#### Task details:
Return every entry exactly.

#### Data excerpts:

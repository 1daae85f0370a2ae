//! Watch the service status and resource usage of a GPU box.
//!
//! This program mounts the dashboard against a control API, prints the
//! status board and the latest resource sample a few times, then
//! unmounts so every poller stops.

use std::time::Duration;
use velesio_console::{ConsoleClientBuilder, ConsoleConfig, ConsoleResult, logging::init_tracing};

#[tokio::main]
async fn main() -> ConsoleResult<()> {
    dotenvy::dotenv().ok();

    // Defaults, then VELESIO_API_URL / VELESIO_LOG_LEVEL / VELESIO_LOG_FORMAT.
    let config = ConsoleConfig::default().with_env_overrides();
    init_tracing(&config.logging)?;

    let client = ConsoleClientBuilder::from_config(config)
        .accept_invalid_certs(true) // Self-signed certs on the box
        .build()?;

    let dashboard = client.dashboard();
    let session = dashboard.mount().await?;
    println!(
        "Polling: {}",
        session.pollers().collect::<Vec<_>>().join(", ")
    );

    for _ in 0..5 {
        tokio::time::sleep(Duration::from_secs(3)).await;

        println!(
            "LLM: {:<8} SD: {:<8} WebUI: {}",
            dashboard.board().llm().await,
            dashboard.board().sd().await,
            if dashboard.stable_diffusion().webui_available() {
                "ready"
            } else {
                "offline"
            }
        );
        match dashboard.resources().sample().await {
            Some(sample) => println!(
                "  CPU {:>5.1}%  RAM {:>5.1}%  GPU {:>5.1}%",
                sample.cpu, sample.ram, sample.gpu
            ),
            None => println!("  Resource usage unavailable"),
        }
    }

    // Show what the LLM server has logged so far.
    let logs = dashboard.llm().logs();
    logs.refresh().await;
    println!("\n--- LLM logs ---\n{}", logs.text().await);

    session.unmount().await;
    Ok(())
}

#### Exercise response:
repository 1daae85f0370a2ae
//! Watch the service status and resource usage of a GPU box.
//!
//! This program mounts the dashboard against a control API, prints the
//! status board and the latest resource sample a few times, then
//! unmounts so every poller stops.

use std::time::Duration;
use velesio_console::{ConsoleClientBuilder, ConsoleConfig, ConsoleResult, logging::init_tracing};

#[tokio::main]
async fn main() -> ConsoleResult<()> {
    dotenvy::dotenv().ok();

    // Defaults, then VELESIO_API_URL / VELESIO_LOG_LEVEL / VELESIO_LOG_FORMAT.
    let config = ConsoleConfig::default().with_env_overrides();
    init_tracing(&config.logging)?;

    let client = ConsoleClientBuilder::from_config(config)
        .accept_invalid_certs(true) // Self-signed certs on the box
        .build()?;

    let dashboard = client.dashboard();
    let session = dashboard.mount().await?;
    println!(
        "Polling: {}",
        session.pollers().collect::<Vec<_>>().join(", ")
    );

    for _ in 0..5 {
        tokio::time::sleep(Duration::from_secs(3)).await;

        println!(
            "LLM: {:<8} SD: {:<8} WebUI: {}",
            dashboard.board().llm().await,
            dashboard.board().sd().await,
            if dashboard.stable_diffusion().webui_available() {
                "ready"
            } else {
                "offline"
            }
        );
        match dashboard.resources().sample().await {
            Some(sample) => println!(
                "  CPU {:>5.1}%  RAM {:>5.1}%  GPU {:>5.1}%",
                sample.cpu, sample.ram, sample.gpu
            ),
            None => println!("  Resource usage unavailable"),
        }
    }

    // Show what the LLM server has logged so far.
    let logs = dashboard.llm().logs();
    logs.refresh().await;
    println!("\n--- LLM logs ---\n{}", logs.text().await);

    session.unmount().await;
    Ok(())
}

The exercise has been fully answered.